BRIEF - Retype the data below without altering anything.

++++++++++++++++++++

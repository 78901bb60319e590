use std::error::Error;
use std::path::PathBuf;
use std::time::{SystemTime, UNIX_EPOCH};

use clap::{Parser, Subcommand};

use miner_ledger::accrual::TapOutcome;
use miner_ledger::deposit::{DepositOutcome, FileVerifier, TransferVerifier};
use miner_ledger::gate::Gate;
use miner_ledger::ledger::{format_amount, parse_amount, Plan, UserId, DAY_MS};
use miner_ledger::store::JsonStore;
use miner_ledger::withdraw::{Decision, WithdrawOutcome};

#[derive(Parser)]
#[command(
    name = "miner-ledger",
    version,
    about = "Ledger and withdrawal-eligibility engine for a daily-mining investment program"
)]
struct Cli {
    /// Path of the persisted ledger document.
    #[arg(long, default_value = "ledger.json")]
    store: PathBuf,
    /// Deposit wallet address confirmed transfers must arrive at.
    #[arg(long, default_value = "TXRu4QXGhgMtqNF8NaPLSkDU6GPFRnPyA1")]
    wallet: String,
    #[command(subcommand)]
    command: Command,
}

#[derive(Subcommand)]
enum Command {
    /// Register an account, optionally under a referrer's code.
    CreateAccount {
        user: UserId,
        #[arg(long)]
        referrer: Option<UserId>,
    },
    /// Collect the daily mining profit.
    Tap { user: UserId },
    /// Claim a deposit: the transaction id is verified against the transfers
    /// document first, then the resolved result is submitted to the gate.
    Deposit {
        user: UserId,
        /// Plan price in whole USDT (10, 50 or 100).
        plan: u64,
        tx: String,
        /// Observed-transfers document the verifier reads.
        #[arg(long, default_value = "transfers.json")]
        transfers: PathBuf,
    },
    /// Set the payout address used by withdrawal requests.
    SetAddress { user: UserId, address: String },
    /// Record acceptance of the program terms.
    AcceptTerms { user: UserId },
    /// Request a profit withdrawal.
    WithdrawProfit { user: UserId, amount: String },
    /// Request a principal withdrawal for one plan.
    WithdrawPrincipal {
        user: UserId,
        /// Plan price in whole USDT (10, 50 or 100).
        plan: u64,
        amount: String,
    },
    /// Resolve a pending withdrawal request.
    Resolve {
        request: String,
        /// approved, rejected or paid.
        decision: String,
        #[arg(long)]
        reason: Option<String>,
    },
    /// Print one account as JSON.
    Show { user: UserId },
    /// Print the withdrawal queue, one JSON object per line.
    Queue,
    /// Move resolved requests older than the cutoff to the archive file.
    Archive {
        #[arg(long, default_value_t = 30)]
        days: u64,
    },
}

fn now_ms() -> u64 {
    SystemTime::now()
        .duration_since(UNIX_EPOCH)
        .unwrap_or_default()
        .as_millis() as u64
}

fn main() {
    env_logger::init();
    let cli = Cli::parse();
    if let Err(err) = run(cli) {
        eprintln!("error: {err}");
        std::process::exit(2);
    }
}

fn run(cli: Cli) -> Result<(), Box<dyn Error>> {
    let gate = Gate::open(JsonStore::new(&cli.store), cli.wallet.clone());
    let now = now_ms();

    match cli.command {
        Command::CreateAccount { user, referrer } => {
            if gate.create_account(user, referrer) {
                println!("account {user} created");
            } else {
                println!("account {user} already exists; referral code ignored");
            }
        }
        Command::Tap { user } => match gate.tap(user, now) {
            TapOutcome::Mined {
                earned,
                profit_balance,
            } => println!(
                "mined → earned {}, profit balance {}",
                format_amount(earned),
                format_amount(profit_balance)
            ),
            TapOutcome::NoActiveInvestment => {
                println!("tap rejected: no active investment")
            }
            TapOutcome::Cooldown { remaining_hours } => {
                println!("tap on cooldown: ready in {remaining_hours}h")
            }
        },
        Command::Deposit {
            user,
            plan,
            tx,
            transfers,
        } => {
            let plan = Plan::from_price(plan)?;
            // Verification runs before the gate so a slow lookup never holds
            // the write lock.
            let verification =
                FileVerifier::load(&transfers).and_then(|verifier| verifier.verify(&tx));
            match gate.submit_deposit(user, plan, &tx, verification, now)? {
                DepositOutcome::Confirmed {
                    lot_id,
                    amount,
                    referral_credited,
                } => {
                    println!(
                        "deposit confirmed → {} ({} USDT plan, lot {})",
                        format_amount(amount),
                        plan,
                        lot_id
                    );
                    if let Some(credit) = referral_credited {
                        println!(
                            "referral commission → {} to {}",
                            format_amount(credit.amount),
                            credit.referrer
                        );
                    }
                }
                DepositOutcome::Rejected { reason } => {
                    println!("deposit rejected: {reason}")
                }
            }
        }
        Command::SetAddress { user, address } => {
            gate.set_payout_address(user, &address)?;
            println!("payout address set for {user}");
        }
        Command::AcceptTerms { user } => {
            gate.accept_terms(user);
            println!("terms accepted by {user}");
        }
        Command::WithdrawProfit { user, amount } => {
            let amount = parse_amount(&amount)?;
            report_withdrawal(gate.request_profit_withdrawal(user, amount, now)?);
        }
        Command::WithdrawPrincipal { user, plan, amount } => {
            let plan = Plan::from_price(plan)?;
            let amount = parse_amount(&amount)?;
            report_withdrawal(gate.request_principal_withdrawal(user, plan, amount, now)?);
        }
        Command::Resolve {
            request,
            decision,
            reason,
        } => {
            let decision: Decision = decision.parse()?;
            let resolved = gate.admin_resolve(&request, decision, reason)?;
            let status = format!("{:?}", resolved.status).to_lowercase();
            println!("request {} → {status}", resolved.id);
        }
        Command::Show { user } => match gate.account(user) {
            Some(account) => println!("{}", serde_json::to_string_pretty(&account)?),
            None => println!("no account {user}"),
        },
        Command::Queue => {
            for request in gate.queue() {
                println!("{}", serde_json::to_string(&request)?);
            }
        }
        Command::Archive { days } => {
            let cutoff = now.saturating_sub(days * DAY_MS);
            let archived = gate.archive_terminal(cutoff)?;
            println!("archived {archived} resolved requests");
        }
    }
    Ok(())
}

fn report_withdrawal(outcome: WithdrawOutcome) {
    match outcome {
        WithdrawOutcome::Queued { request_id, amount } => {
            println!(
                "withdrawal queued → {} for {}",
                request_id,
                format_amount(amount)
            )
        }
        WithdrawOutcome::Rejected { reason } => {
            println!("withdrawal rejected: {reason}")
        }
    }
}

++++++++++++++++++++

SOLUTION TO THIS TASK -
repository 78901bb60319e590
use std::error::Error;
use std::path::PathBuf;
use std::time::{SystemTime, UNIX_EPOCH};

use clap::{Parser, Subcommand};

use miner_ledger::accrual::TapOutcome;
use miner_ledger::deposit::{DepositOutcome, FileVerifier, TransferVerifier};
use miner_ledger::gate::Gate;
use miner_ledger::ledger::{format_amount, parse_amount, Plan, UserId, DAY_MS};
use miner_ledger::store::JsonStore;
use miner_ledger::withdraw::{Decision, WithdrawOutcome};

#[derive(Parser)]
#[command(
    name = "miner-ledger",
    version,
    about = "Ledger and withdrawal-eligibility engine for a daily-mining investment program"
)]
struct Cli {
    /// Path of the persisted ledger document.
    #[arg(long, default_value = "ledger.json")]
    store: PathBuf,
    /// Deposit wallet address confirmed transfers must arrive at.
    #[arg(long, default_value = "TXRu4QXGhgMtqNF8NaPLSkDU6GPFRnPyA1")]
    wallet: String,
    #[command(subcommand)]
    command: Command,
}

#[derive(Subcommand)]
enum Command {
    /// Register an account, optionally under a referrer's code.
    CreateAccount {
        user: UserId,
        #[arg(long)]
        referrer: Option<UserId>,
    },
    /// Collect the daily mining profit.
    Tap { user: UserId },
    /// Claim a deposit: the transaction id is verified against the transfers
    /// document first, then the resolved result is submitted to the gate.
    Deposit {
        user: UserId,
        /// Plan price in whole USDT (10, 50 or 100).
        plan: u64,
        tx: String,
        /// Observed-transfers document the verifier reads.
        #[arg(long, default_value = "transfers.json")]
        transfers: PathBuf,
    },
    /// Set the payout address used by withdrawal requests.
    SetAddress { user: UserId, address: String },
    /// Record acceptance of the program terms.
    AcceptTerms { user: UserId },
    /// Request a profit withdrawal.
    WithdrawProfit { user: UserId, amount: String },
    /// Request a principal withdrawal for one plan.
    WithdrawPrincipal {
        user: UserId,
        /// Plan price in whole USDT (10, 50 or 100).
        plan: u64,
        amount: String,
    },
    /// Resolve a pending withdrawal request.
    Resolve {
        request: String,
        /// approved, rejected or paid.
        decision: String,
        #[arg(long)]
        reason: Option<String>,
    },
    /// Print one account as JSON.
    Show { user: UserId },
    /// Print the withdrawal queue, one JSON object per line.
    Queue,
    /// Move resolved requests older than the cutoff to the archive file.
    Archive {
        #[arg(long, default_value_t = 30)]
        days: u64,
    },
}

fn now_ms() -> u64 {
    SystemTime::now()
        .duration_since(UNIX_EPOCH)
        .unwrap_or_default()
        .as_millis() as u64
}

fn main() {
    env_logger::init();
    let cli = Cli::parse();
    if let Err(err) = run(cli) {
        eprintln!("error: {err}");
        std::process::exit(2);
    }
}

fn run(cli: Cli) -> Result<(), Box<dyn Error>> {
    let gate = Gate::open(JsonStore::new(&cli.store), cli.wallet.clone());
    let now = now_ms();

    match cli.command {
        Command::CreateAccount { user, referrer } => {
            if gate.create_account(user, referrer) {
                println!("account {user} created");
            } else {
                println!("account {user} already exists; referral code ignored");
            }
        }
        Command::Tap { user } => match gate.tap(user, now) {
            TapOutcome::Mined {
                earned,
                profit_balance,
            } => println!(
                "mined → earned {}, profit balance {}",
                format_amount(earned),
                format_amount(profit_balance)
            ),
            TapOutcome::NoActiveInvestment => {
                println!("tap rejected: no active investment")
            }
            TapOutcome::Cooldown { remaining_hours } => {
                println!("tap on cooldown: ready in {remaining_hours}h")
            }
        },
        Command::Deposit {
            user,
            plan,
            tx,
            transfers,
        } => {
            let plan = Plan::from_price(plan)?;
            // Verification runs before the gate so a slow lookup never holds
            // the write lock.
            let verification =
                FileVerifier::load(&transfers).and_then(|verifier| verifier.verify(&tx));
            match gate.submit_deposit(user, plan, &tx, verification, now)? {
                DepositOutcome::Confirmed {
                    lot_id,
                    amount,
                    referral_credited,
                } => {
                    println!(
                        "deposit confirmed → {} ({} USDT plan, lot {})",
                        format_amount(amount),
                        plan,
                        lot_id
                    );
                    if let Some(credit) = referral_credited {
                        println!(
                            "referral commission → {} to {}",
                            format_amount(credit.amount),
                            credit.referrer
                        );
                    }
                }
                DepositOutcome::Rejected { reason } => {
                    println!("deposit rejected: {reason}")
                }
            }
        }
        Command::SetAddress { user, address } => {
            gate.set_payout_address(user, &address)?;
            println!("payout address set for {user}");
        }
        Command::AcceptTerms { user } => {
            gate.accept_terms(user);
            println!("terms accepted by {user}");
        }
        Command::WithdrawProfit { user, amount } => {
            let amount = parse_amount(&amount)?;
            report_withdrawal(gate.request_profit_withdrawal(user, amount, now)?);
        }
        Command::WithdrawPrincipal { user, plan, amount } => {
            let plan = Plan::from_price(plan)?;
            let amount = parse_amount(&amount)?;
            report_withdrawal(gate.request_principal_withdrawal(user, plan, amount, now)?);
        }
        Command::Resolve {
            request,
            decision,
            reason,
        } => {
            let decision: Decision = decision.parse()?;
            let resolved = gate.admin_resolve(&request, decision, reason)?;
            let status = format!("{:?}", resolved.status).to_lowercase();
            println!("request {} → {status}", resolved.id);
        }
        Command::Show { user } => match gate.account(user) {
            Some(account) => println!("{}", serde_json::to_string_pretty(&account)?),
            None => println!("no account {user}"),
        },
        Command::Queue => {
            for request in gate.queue() {
                println!("{}", serde_json::to_string(&request)?);
            }
        }
        Command::Archive { days } => {
            let cutoff = now.saturating_sub(days * DAY_MS);
            let archived = gate.archive_terminal(cutoff)?;
            println!("archived {archived} resolved requests");
        }
    }
    Ok(())
}

fn report_withdrawal(outcome: WithdrawOutcome) {
    match outcome {
        WithdrawOutcome::Queued { request_id, amount } => {
            println!(
                "withdrawal queued → {} for {}",
                request_id,
                format_amount(amount)
            )
        }
        WithdrawOutcome::Rejected { reason } => {
            println!("withdrawal rejected: {reason}")
        }
    }
}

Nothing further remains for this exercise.